Igor Stagljar, of the University of Toronto, will deliver a seminar entitled, "Receptor Tyrosine Kinase-Interactomes, Drug Action & Genome-Informed Medicine." Hosted by Lara Mahal.
For the speaker's page, click here.
During tumor progression, cancer cells acquire characteristic features, due to signaling pathways that significantly differ compared to normal cells. These pathways involve numerous membrane proteins that transmit signals via tightly regulated protein-protein interactions (PPIs), resulting in conversion of signals into a biological response. Understanding how these signaling networks function in vivo and how they are altered in cancer represents a major scientific challenge crucial to the development of new cancer therapies. However, since membrane proteins are extremely difficult to study using current genomics technologies due to their complex biochemical features, research into this area has lagged behind, with membrane proteins screened to a significantly lower degree than other protein classes.

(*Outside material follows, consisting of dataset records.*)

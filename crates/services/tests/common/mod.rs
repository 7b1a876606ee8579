#![allow(dead_code)]

use std::sync::{Arc, Mutex};

use async_trait::async_trait;
use learning_core::model::{
    Course, CourseId, Enrollment, EnrollmentId, Lecture, LectureId, Progress,
};
use learning_core::time::fixed_clock;
use reqwest::StatusCode;
use services::{ApiError, CourseApi, EnrolledCourse, EnrollmentUpdate, LearningSessionService};
use storage::repository::{InMemoryRepository, KeyValueStore};

pub const PLAYABLE: &str = "https://www.youtube.com/watch?v=dQw4w9WgXcQ";

#[derive(Debug, Clone, PartialEq, Eq)]
pub enum Call {
    CourseDetails,
    Lectures,
    Enrollment,
    Complete(LectureId),
    Incomplete(LectureId),
    MyEnrollments,
}

#[derive(Debug, Default)]
struct FakeState {
    completed: Vec<LectureId>,
    calls: Vec<Call>,
    enrolled: bool,
    course_missing: bool,
    hang_lectures: bool,
    fail_mutations: bool,
    progress_override: Option<f64>,
}

/// In-memory backend that dedupes completions and reports rounded progress.
pub struct FakeCourseApi {
    course: Course,
    lectures: Vec<Lecture>,
    enrollment_id: EnrollmentId,
    state: Mutex<FakeState>,
}

impl FakeCourseApi {
    pub fn new(lectures: Vec<Lecture>) -> Self {
        Self {
            course: Course::new(course_id(), "Rust from Scratch", Some("Programming".into()), 6.0, None)
                .unwrap(),
            lectures,
            enrollment_id: EnrollmentId::new("enr-1").unwrap(),
            state: Mutex::new(FakeState {
                enrolled: true,
                ..FakeState::default()
            }),
        }
    }

    pub fn with_completed(self, ids: &[&str]) -> Self {
        self.state.lock().unwrap().completed = ids.iter().map(|id| lid(id)).collect();
        self
    }

    pub fn not_enrolled(self) -> Self {
        self.state.lock().unwrap().enrolled = false;
        self
    }

    pub fn course_missing(self) -> Self {
        self.state.lock().unwrap().course_missing = true;
        self
    }

    pub fn hang_lectures(self) -> Self {
        self.state.lock().unwrap().hang_lectures = true;
        self
    }

    pub fn set_fail_mutations(&self, fail: bool) {
        self.state.lock().unwrap().fail_mutations = fail;
    }

    pub fn set_progress_override(&self, progress: Option<f64>) {
        self.state.lock().unwrap().progress_override = progress;
    }

    pub fn calls(&self) -> Vec<Call> {
        self.state.lock().unwrap().calls.clone()
    }

    pub fn mutation_calls(&self) -> usize {
        self.calls()
            .iter()
            .filter(|c| matches!(c, Call::Complete(_) | Call::Incomplete(_)))
            .count()
    }

    fn record(&self, call: Call) {
        self.state.lock().unwrap().calls.push(call);
    }

    fn progress(&self, completed: usize) -> f64 {
        if self.lectures.is_empty() {
            return 0.0;
        }
        (completed as f64 * 100.0 / self.lectures.len() as f64).round()
    }

    fn mutate(
        &self,
        enrollment_id: &EnrollmentId,
        apply: impl FnOnce(&mut Vec<LectureId>),
        message: &str,
    ) -> Result<EnrollmentUpdate, ApiError> {
        let mut state = self.state.lock().unwrap();
        if state.fail_mutations {
            return Err(ApiError::HttpStatus {
                status: StatusCode::INTERNAL_SERVER_ERROR,
                message: Some("database unavailable".into()),
            });
        }
        if enrollment_id != &self.enrollment_id {
            return Err(ApiError::HttpStatus {
                status: StatusCode::NOT_FOUND,
                message: Some("Enrollment not found".into()),
            });
        }
        apply(&mut state.completed);
        let progress = state
            .progress_override
            .unwrap_or_else(|| self.progress(state.completed.len()));
        Ok(EnrollmentUpdate {
            completed: state.completed.clone(),
            progress: Progress::new(progress).unwrap(),
            last_activity: None,
            message: Some(message.into()),
        })
    }
}

#[async_trait]
impl CourseApi for FakeCourseApi {
    async fn course_details(&self, id: &CourseId) -> Result<Course, ApiError> {
        self.record(Call::CourseDetails);
        if self.state.lock().unwrap().course_missing || id != self.course.id() {
            return Err(ApiError::HttpStatus {
                status: StatusCode::NOT_FOUND,
                message: Some("Course not found".into()),
            });
        }
        Ok(self.course.clone())
    }

    async fn lectures(&self, _id: &CourseId) -> Result<Vec<Lecture>, ApiError> {
        self.record(Call::Lectures);
        let hang = self.state.lock().unwrap().hang_lectures;
        if hang {
            std::future::pending::<()>().await;
        }
        Ok(self.lectures.clone())
    }

    async fn enrollment_for_course(&self, id: &CourseId) -> Result<Enrollment, ApiError> {
        self.record(Call::Enrollment);
        let state = self.state.lock().unwrap();
        if !state.enrolled {
            return Err(ApiError::NotEnrolled);
        }
        Ok(Enrollment::new(
            self.enrollment_id.clone(),
            id.clone(),
            Some("viewer-1".into()),
            state.completed.clone(),
            Progress::new(self.progress(state.completed.len())).unwrap(),
            None,
        ))
    }

    async fn complete_lecture(
        &self,
        enrollment_id: &EnrollmentId,
        lecture_id: &LectureId,
    ) -> Result<EnrollmentUpdate, ApiError> {
        self.record(Call::Complete(lecture_id.clone()));
        self.mutate(
            enrollment_id,
            |completed| {
                if !completed.contains(lecture_id) {
                    completed.push(lecture_id.clone());
                }
            },
            "Lecture marked as complete",
        )
    }

    async fn incomplete_lecture(
        &self,
        enrollment_id: &EnrollmentId,
        lecture_id: &LectureId,
    ) -> Result<EnrollmentUpdate, ApiError> {
        self.record(Call::Incomplete(lecture_id.clone()));
        self.mutate(
            enrollment_id,
            |completed| completed.retain(|id| id != lecture_id),
            "Lecture marked as incomplete",
        )
    }

    async fn my_enrollments(&self) -> Result<Vec<EnrolledCourse>, ApiError> {
        self.record(Call::MyEnrollments);
        let state = self.state.lock().unwrap();
        Ok(vec![EnrolledCourse {
            enrollment_id: self.enrollment_id.clone(),
            course: self.course.clone(),
            progress: Progress::new(self.progress(state.completed.len())).unwrap(),
            payment_completed: state.enrolled,
            enrolled_at: None,
        }])
    }
}

pub fn course_id() -> CourseId {
    CourseId::new("course-1").unwrap()
}

pub fn lid(raw: &str) -> LectureId {
    LectureId::new(raw).unwrap()
}

pub fn lecture(id: &str, video: Option<&str>) -> Lecture {
    Lecture::new(lid(id), format!("Lecture {id}"), video.map(str::to_owned), Vec::new()).unwrap()
}

pub fn three_lectures() -> Vec<Lecture> {
    vec![
        lecture("L1", Some(PLAYABLE)),
        lecture("L2", Some(PLAYABLE)),
        lecture("L3", Some(PLAYABLE)),
    ]
}

pub struct Harness {
    pub api: Arc<FakeCourseApi>,
    pub slots: Arc<InMemoryRepository>,
    pub service: LearningSessionService,
}

pub fn harness(api: FakeCourseApi) -> Harness {
    let api = Arc::new(api);
    let slots = Arc::new(InMemoryRepository::new());
    let service = LearningSessionService::new(
        fixed_clock(),
        Arc::clone(&api) as Arc<dyn CourseApi>,
        Arc::clone(&slots) as Arc<dyn KeyValueStore>,
    );
    Harness {
        api,
        slots,
        service,
    }
}

pub async fn last_watched(slots: &InMemoryRepository) -> Option<String> {
    slots.get("last_watched_course-1").await.unwrap()
}
//! An ordered map implemented with an AVL tree.

use std::fmt;
use std::iter::{FromIterator, FusedIterator};
use std::ops::Index;

use crate::compare::Comparator;
use crate::error::Result;
use crate::tree::BalancedTree;

pub use crate::tree::{IntoIter, Iter, IterMut};

/// An ordered map implemented with an AVL tree.
///
/// Keys are ordered by the [`Comparator`] given at construction,
/// or by their `Ord` implementation when created with [`new`](Self::new).
///
/// ```
/// use cmp_avl::AvlTreeMap;
/// let mut map = AvlTreeMap::new();
/// map.insert(0, "zero");
/// map.insert(1, "one");
/// map.insert(2, "two");
/// assert_eq!(map.get(&1), Some(&"one"));
/// map.remove(&1);
/// assert!(map.get(&1).is_none());
/// ```
#[derive(Clone)]
pub struct AvlTreeMap<K, V> {
    tree: BalancedTree<K, V>,
}

/// An iterator over the keys of a map.
pub struct Keys<'a, K, V> {
    iter: Iter<'a, K, V>,
}

/// An iterator over the values of a map.
pub struct Values<'a, K, V> {
    iter: Iter<'a, K, V>,
}

impl<K: Ord, V> AvlTreeMap<K, V> {
    /// Creates an empty map in natural key order.
    /// No memory is allocated until the first item is inserted.
    pub fn new() -> Self {
        Self::with_comparator(Comparator::natural())
    }
}

impl<K, V> AvlTreeMap<K, V> {
    /// Creates an empty map ordered by `cmp`.
    pub fn with_comparator(cmp: Comparator<K>) -> Self {
        Self {
            tree: BalancedTree::new(cmp),
        }
    }

    /// Returns the comparator ordering the keys.
    pub fn comparator(&self) -> &Comparator<K> {
        self.tree.comparator()
    }

    /// Returns true if the map contains no elements.
    pub fn is_empty(&self) -> bool {
        self.tree.is_empty()
    }

    /// Returns the number of elements in the map.
    pub fn len(&self) -> usize {
        self.tree.len()
    }

    /// Returns the height of the underlying tree.
    pub fn height(&self) -> usize {
        self.tree.height()
    }

    /// Clears the map, deallocating all memory.
    pub fn clear(&mut self) {
        self.tree.clear();
    }

    /// Returns a reference to the value corresponding to the key.
    pub fn get(&self, key: &K) -> Option<&V> {
        self.tree.find(key)
    }

    /// Returns a mutable reference to the value corresponding to the key.
    pub fn get_mut(&mut self, key: &K) -> Option<&mut V> {
        self.tree.find_mut(key)
    }

    /// Returns references to the key-value pair corresponding to the key.
    pub fn get_key_value(&self, key: &K) -> Option<(&K, &V)> {
        self.tree.find_entry(key)
    }

    /// Returns true if the map contains a value for the key.
    pub fn contains_key(&self, key: &K) -> bool {
        self.tree.contains(key)
    }

    /// Inserts a key-value pair into the map.
    ///
    /// Returns true if the key was not present before. Otherwise the value is updated,
    /// the stored key is kept, and false is returned.
    pub fn insert(&mut self, key: K, value: V) -> bool {
        self.tree.insert(key, value)
    }

    /// Inserts a key-value pair into the map.
    /// Returns the old value if the key was present before.
    pub fn replace(&mut self, key: K, value: V) -> Option<V> {
        self.tree.replace(key, value)
    }

    /// Returns a mutable reference to the value for the key, inserting the result of `f`
    /// if the key is not present.
    ///
    /// ```
    /// use cmp_avl::AvlTreeMap;
    /// let mut counts = AvlTreeMap::new();
    /// for ch in "abracadabra".chars() {
    ///     *counts.get_or_insert_with(ch, || 0) += 1;
    /// }
    /// assert_eq!(counts[&'a'], 5);
    /// assert_eq!(counts.len(), 5);
    /// ```
    pub fn get_or_insert_with<F: FnOnce() -> V>(&mut self, key: K, f: F) -> &mut V
    where
        K: Clone,
    {
        self.tree.get_or_insert_with(key, f)
    }

    /// Returns a mutable reference to the value for the key,
    /// inserting `V::default()` if the key is not present.
    pub fn get_or_insert_default(&mut self, key: K) -> &mut V
    where
        K: Clone,
        V: Default,
    {
        self.tree.get_or_insert_with(key, V::default)
    }

    /// Removes a key from the map.
    /// Returns the value at the key if the key was previously in the map.
    pub fn remove(&mut self, key: &K) -> Option<V> {
        self.tree.remove_entry(key).map(|(_, v)| v)
    }

    /// Removes a key from the map.
    /// Returns the stored key and value if the key was previously in the map.
    pub fn remove_entry(&mut self, key: &K) -> Option<(K, V)> {
        self.tree.remove_entry(key)
    }

    /// Returns the key-value pair with the smallest key.
    pub fn first_key_value(&self) -> Option<(&K, &V)> {
        self.tree.first()
    }

    /// Returns the key-value pair with the largest key.
    pub fn last_key_value(&self) -> Option<(&K, &V)> {
        self.tree.last()
    }

    /// Calls `f` on every key-value pair in ascending key order.
    pub fn for_each<F: FnMut(&K, &V)>(&self, f: F) {
        self.tree.for_each(f);
    }

    /// Gets an iterator over the entries of the map in sorted order.
    pub fn iter(&self) -> Iter<'_, K, V> {
        self.tree.iter()
    }

    /// Gets a mutable iterator over the entries of the map in sorted order.
    pub fn iter_mut(&mut self) -> IterMut<'_, K, V> {
        self.tree.iter_mut()
    }

    /// Gets an iterator over the keys of the map in sorted order.
    pub fn keys(&self) -> Keys<'_, K, V> {
        Keys { iter: self.iter() }
    }

    /// Gets an iterator over the values of the map in key order.
    pub fn values(&self) -> Values<'_, K, V> {
        Values { iter: self.iter() }
    }

    /// Compares the entries of two maps.
    ///
    /// Fails if the maps are ordered by different comparators.
    pub fn try_eq(&self, other: &Self) -> Result<bool>
    where
        V: PartialEq,
    {
        self.comparator().check_compatible(other.comparator())?;
        Ok(self.entries_eq(other))
    }

    /// Asserts that the internal tree structure is consistent.
    #[cfg(any(test, feature = "consistency_check"))]
    pub fn check_consistency(&self) {
        self.tree.check_consistency()
    }

    fn entries_eq(&self, other: &Self) -> bool
    where
        V: PartialEq,
    {
        let cmp = self.comparator();
        self.len() == other.len()
            && self
                .iter()
                .zip(other.iter())
                .all(|((lk, lv), (rk, rv))| cmp.compare(lk, rk).is_eq() && lv == rv)
    }
}

impl<K: Ord, V> Default for AvlTreeMap<K, V> {
    /// Creates an empty map.
    fn default() -> Self {
        Self::new()
    }
}

impl<K, V: PartialEq> PartialEq for AvlTreeMap<K, V> {
    /// # Panics
    ///
    /// Panics if the maps are ordered by different comparators.
    fn eq(&self, other: &Self) -> bool {
        self.comparator().assert_compatible(other.comparator(), "eq");
        self.entries_eq(other)
    }
}

impl<K, V> Index<&K> for AvlTreeMap<K, V> {
    type Output = V;

    /// # Panics
    ///
    /// Panics if the key is not present in the map.
    fn index(&self, key: &K) -> &V {
        match self.get(key) {
            Some(value) => value,
            None => panic!("attempt to get value for key which is not contained in map"),
        }
    }
}

impl<K: Ord, V> FromIterator<(K, V)> for AvlTreeMap<K, V> {
    fn from_iter<I: IntoIterator<Item = (K, V)>>(iter: I) -> Self {
        let mut map = Self::new();
        map.extend(iter);
        map
    }
}

impl<K, V> Extend<(K, V)> for AvlTreeMap<K, V> {
    fn extend<I: IntoIterator<Item = (K, V)>>(&mut self, iter: I) {
        iter.into_iter().for_each(move |(k, v)| {
            self.insert(k, v);
        });
    }
}

impl<'a, K: Copy, V: Copy> Extend<(&'a K, &'a V)> for AvlTreeMap<K, V> {
    fn extend<I: IntoIterator<Item = (&'a K, &'a V)>>(&mut self, iter: I) {
        self.extend(iter.into_iter().map(|(&k, &v)| (k, v)));
    }
}

impl<K: fmt::Debug, V: fmt::Debug> fmt::Debug for AvlTreeMap<K, V> {
    fn fmt(&self, f: &mut fmt::Formatter) -> fmt::Result {
        f.debug_map().entries(self.iter()).finish()
    }
}

impl<'a, K, V> IntoIterator for &'a AvlTreeMap<K, V> {
    type Item = (&'a K, &'a V);
    type IntoIter = Iter<'a, K, V>;
    fn into_iter(self) -> Self::IntoIter {
        self.iter()
    }
}

impl<'a, K, V> IntoIterator for &'a mut AvlTreeMap<K, V> {
    type Item = (&'a K, &'a mut V);
    type IntoIter = IterMut<'a, K, V>;
    fn into_iter(self) -> Self::IntoIter {
        self.iter_mut()
    }
}

impl<K, V> IntoIterator for AvlTreeMap<K, V> {
    type Item = (K, V);
    type IntoIter = IntoIter<K, V>;
    fn into_iter(self) -> Self::IntoIter {
        self.tree.into_iter()
    }
}

impl<'a, K, V> Iterator for Keys<'a, K, V> {
    type Item = &'a K;
    fn next(&mut self) -> Option<Self::Item> {
        self.iter.next().map(|(k, _)| k)
    }

    fn size_hint(&self) -> (usize, Option<usize>) {
        self.iter.size_hint()
    }
}

impl<'a, K, V> DoubleEndedIterator for Keys<'a, K, V> {
    fn next_back(&mut self) -> Option<Self::Item> {
        self.iter.next_back().map(|(k, _)| k)
    }
}

impl<K, V> ExactSizeIterator for Keys<'_, K, V> {}

impl<K, V> FusedIterator for Keys<'_, K, V> {}

impl<'a, K, V> Iterator for Values<'a, K, V> {
    type Item = &'a V;
    fn next(&mut self) -> Option<Self::Item> {
        self.iter.next().map(|(_, v)| v)
    }

    fn size_hint(&self) -> (usize, Option<usize>) {
        self.iter.size_hint()
    }
}

impl<'a, K, V> DoubleEndedIterator for Values<'a, K, V> {
    fn next_back(&mut self) -> Option<Self::Item> {
        self.iter.next_back().map(|(_, v)| v)
    }
}

impl<K, V> ExactSizeIterator for Values<'_, K, V> {}

impl<K, V> FusedIterator for Values<'_, K, V> {}

// Auto derived clone seems to have an invalid type bound of K, V: Clone
impl<K, V> Clone for Keys<'_, K, V> {
    fn clone(&self) -> Self {
        Self {
            iter: self.iter.clone(),
        }
    }
}

impl<K, V> Clone for Values<'_, K, V> {
    fn clone(&self) -> Self {
        Self {
            iter: self.iter.clone(),
        }
    }
}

During my talk, I will report on our previously developed cell based high-throughput proteomics screening technology, called the Mammalian Membrane Two-Hybrid (MaMTH) assay and its application to dissect signaling pathways in normal and cancer cells. In addition, I will discuss how our recent application of MaMTH to various human Receptor Tyrosine Kinases (RTKs), an important family of membrane proteins involved in the variety of cell signaling processes, identified several novel therapeutically important interactors of these RTKs of a therapeutical importance. Lastly, I will also demonstrate how MaMTH can efficiently be used as a drug discovery assay for identification of inhibitory compounds that change the phosphorylation status of the human Epidermal Growth Factor Receptor (EGFR) in the context of living cells and in the low nanomolar range, an advance which may open up a whole new approach to drug development and lead to more effective treatments for lung cancer patients.